FICA 2015 : Mystery de Lou Ye (Tenir en haleine)

Posté le 7 février 2015 par

Lou Ye revient avec une enquête sur fond de drame social, à redécouvrir au FICA de Vesoul. Mais que raconte-t-il ?

Plus qu’un thriller, Mystery est une sombre histoire sociale plongeant dans les méandres de la Chine d’aujourd’hui. Le rythme est lent, le réalisateur cherchant à hypnotiser son spectateur, l’engluer dans la noirceur de son pays, où les mensonges et le souci des apparences ne peuvent que conduire à l’explosion.

Les premières images sont ainsi tétanisantes. Sous une pluie battante, de jeunes chauffards font les imbéciles sur la route. A rouler ainsi à grande vitesse, ils ne peuvent éviter la jeune femme, titubant au milieu de la route. Le choc est violent, bouleversant, la laissant agonisante sous les trombes d’eau, où se mêlent le sang de ses blessures. Si l’enquête est bâclée, un doute plane, la jeune femme ayant été frappée à coups de pierres avant le choc.

Lou Ye, aussi scénariste, déstructure son récit, pour mêler les événements menant à ce tragique instant, l’enquête rapidement menée par un flic pourri, et ce qui se passera ensuite. Car le réalisateur n’est pas tant intéressé par l’enquête criminelle, que par ses personnages et son pays. Comme nombre de réalisateurs chinois actuels, il veut pointer du doigt les scories de la Chine, en un message pas toujours subtil, mais assez édifiant et bouleversant. Le spectateur découvre dans Mystery un pays gangrené par la corruption où, si un chauffard paye suffisamment, il ne sera pas inquiété. Un pays où ce qui compte sont les apparences, peu importe la souffrance et le mensonge. Le personnage de ce film est ainsi une ravissante jeune femme, qui se lie d’amitié avec la mère d’un camarade de classe de sa fille, avant de découvrir que non seulement cette autre femme est la maîtresse de son mari, mais aussi que le camarade de classe est le demi-frère de sa fille, et que son mari les trompent toutes les deux en fréquentant d’autres femmes.

La caméra s’attache à suivre les atermoiements de ses personnages, montrant dans un style très documentaire les méandres de ces femmes, l’une voulant se venger, par des moyens détournés, l’autre cherchant à n’avoir cet homme que pour elle seule. Nous assistons aux éclairs de violence de ce mari volage, qui n’a aucun problème de conscience, qui viole sa compagne en l’insultant pour se venger de ses exactions. L’horreur, tétanisante, surgit ainsi sous forme d’éclairs choquants, le rythme très lent ne faisant qu’accentuer l’impact de ces moments atroces, qui n’arrivent que derrière des portes closes, à l’abri du regard des autres.

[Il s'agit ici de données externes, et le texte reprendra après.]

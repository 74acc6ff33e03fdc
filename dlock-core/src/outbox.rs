//! Addressing and encoding of outbound protocol messages.

use std::sync::Arc;

use error_stack::{Report, ResultExt};
use tracing::{trace, warn};

use crate::config::NeighbourTable;
use crate::error::{PeerContext, SendError, TransportError};
use crate::{Message, NodeId, Transport};

#[derive(Debug)]
pub(crate) struct Outbox<T: Transport> {
    neighbours: NeighbourTable<T::Addr>,
    transport: Arc<T>,
}

impl<T: Transport> Outbox<T> {
    pub(crate) fn new(neighbours: NeighbourTable<T::Addr>, transport: Arc<T>) -> Self {
        Self {
            neighbours,
            transport,
        }
    }

    pub(crate) fn transport(&self) -> &Arc<T> {
        &self.transport
    }

    pub(crate) fn neighbour_count(&self) -> usize {
        self.neighbours.len()
    }

    /// Sends `msg` to neighbour `to`. An id missing from the neighbour table
    /// fails as [`TransportError::Unreachable`].
    pub(crate) async fn send(&self, to: NodeId, msg: Message) -> Result<(), Report<SendError>> {
        let addr = self
            .neighbours
            .get(to)
            .ok_or_else(|| Report::new(TransportError::Unreachable))
            .change_context(SendError)
            .attach(PeerContext::new(to))?;

        let kind = msg.kind;
        let payload = msg.addressed_to(addr).encode().change_context(SendError)?;
        self.transport
            .send(addr, payload)
            .await
            .change_context(SendError)
            .attach(PeerContext::new(to))?;

        trace!(peer = %to, %kind, "message sent");
        Ok(())
    }

    /// Sends `msg` to every neighbour. Failures are logged and skipped.
    pub(crate) async fn broadcast(&self, msg: &Message) {
        for (peer, _) in self.neighbours.iter() {
            if let Err(error) = self.send(peer, msg.clone()).await {
                warn!(%peer, kind = %msg.kind, ?error, "broadcast send failed");
            }
        }
    }

    /// Sends without propagating failure, for messages the protocol never
    /// retries.
    pub(crate) async fn send_logged(&self, to: NodeId, msg: Message) {
        let kind = msg.kind;
        if let Err(error) = self.send(to, msg).await {
            warn!(peer = %to, %kind, ?error, "send failed");
        }
    }
}
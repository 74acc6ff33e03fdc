//! Bridge-crossing peer.
//!
//! `peer drive` runs one mutual-exclusion node over UDP and drives a car
//! around a figure-eight track whose single-lane bridge is the critical
//! section. `peer bench` runs whole clusters in-process and compares the
//! message cost and waiting time of the four algorithms.

#![warn(clippy::pedantic)]

mod bench;
mod car;
mod cli;
mod display;
mod drive;
mod track;

use std::fmt;

use clap::Parser;
use error_stack::Report;

use crate::cli::{Cli, Command};

#[derive(Debug, Clone, Copy, PartialEq, Eq)]
pub enum PeerError {
    /// Arguments do not describe a usable cluster.
    Config,
    /// The peer socket could not be bound.
    Bind,
    /// Position reports could not be delivered.
    Display,
    /// The receive loop stopped with an error.
    Transport,
}

impl fmt::Display for PeerError {
    fn fmt(&self, f: &mut fmt::Formatter<'_>) -> fmt::Result {
        match self {
            PeerError::Config => f.write_str("invalid peer configuration"),
            PeerError::Bind => f.write_str("failed to bind peer socket"),
            PeerError::Display => f.write_str("failed to report position"),
            PeerError::Transport => f.write_str("peer transport failed"),
        }
    }
}

impl std::error::Error for PeerError {}

#[tokio::main]
async fn main() -> Result<(), Report<PeerError>> {
    tracing_subscriber::fmt()
        .with_env_filter(
            tracing_subscriber::EnvFilter::try_from_default_env()
                .unwrap_or_else(|_| tracing_subscriber::EnvFilter::new("info")),
        )
        .init();

    match Cli::parse().command {
        Command::Drive(args) => drive::run(args).await,
        Command::Bench(args) => {
            bench::run(&args).await;
            Ok(())
        }
    }
}
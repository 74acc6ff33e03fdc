//! UDP datagram transport.

use std::net::SocketAddr;

use bytes::Bytes;
use error_stack::{Report, ResultExt};
use tokio::net::{ToSocketAddrs, UdpSocket};
use tracing::trace;

use crate::Transport;
use crate::error::TransportError;

/// Largest datagram accepted by [`UdpTransport::recv`]; longer ones are
/// truncated by the socket and then fail to decode.
pub const MAX_DATAGRAM: usize = 2048;

#[derive(Debug)]
pub struct UdpTransport {
    socket: UdpSocket,
}

impl UdpTransport {
    /// # Errors
    ///
    /// Returns [`TransportError::Io`] if the socket cannot be bound.
    pub async fn bind(addr: impl ToSocketAddrs) -> Result<Self, Report<TransportError>> {
        let socket = UdpSocket::bind(addr)
            .await
            .change_context(TransportError::Io)
            .attach("failed to bind UDP socket")?;
        Ok(Self { socket })
    }

    #[must_use]
    pub fn from_socket(socket: UdpSocket) -> Self {
        Self { socket }
    }

    /// # Errors
    ///
    /// Returns [`TransportError::Io`] if the socket has no local address.
    pub fn local_addr(&self) -> Result<SocketAddr, Report<TransportError>> {
        self.socket.local_addr().change_context(TransportError::Io)
    }
}

impl Transport for UdpTransport {
    type Addr = SocketAddr;

    async fn send(&self, to: &SocketAddr, payload: Bytes) -> Result<(), Report<TransportError>> {
        self.socket
            .send_to(&payload, to)
            .await
            .change_context(TransportError::Io)
            .attach_with(|| format!("sending to {to}"))?;
        trace!(%to, len = payload.len(), "datagram sent");
        Ok(())
    }

    async fn recv(&self) -> Result<Bytes, Report<TransportError>> {
        let mut buf = vec![0; MAX_DATAGRAM];
        let (len, from) = self
            .socket
            .recv_from(&mut buf)
            .await
            .change_context(TransportError::Io)?;
        buf.truncate(len);
        trace!(%from, len, "datagram received");
        Ok(Bytes::from(buf))
    }
}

Bien sûr, Mystery n’est pas exempt de défauts. Le plus important étant sa lenteur, son rythme étant tout autant une force qu’une faiblesse, et le film reste terriblement prévisible dans son déroulement. De plus, l’histoire aurait dû explorer un peu plus la vie de ce policier homosexuel et un peu corrompu. Cette partie n’est qu’effleurée, et cela n’apporte finalement pas grand-chose au récit, la corruption n’étant là que pour empêcher la police de se rapprocher trop rapidement du personnage principal. Pourtant, cette thématique aurait pu apporter énormément de choses à cette critique sociale.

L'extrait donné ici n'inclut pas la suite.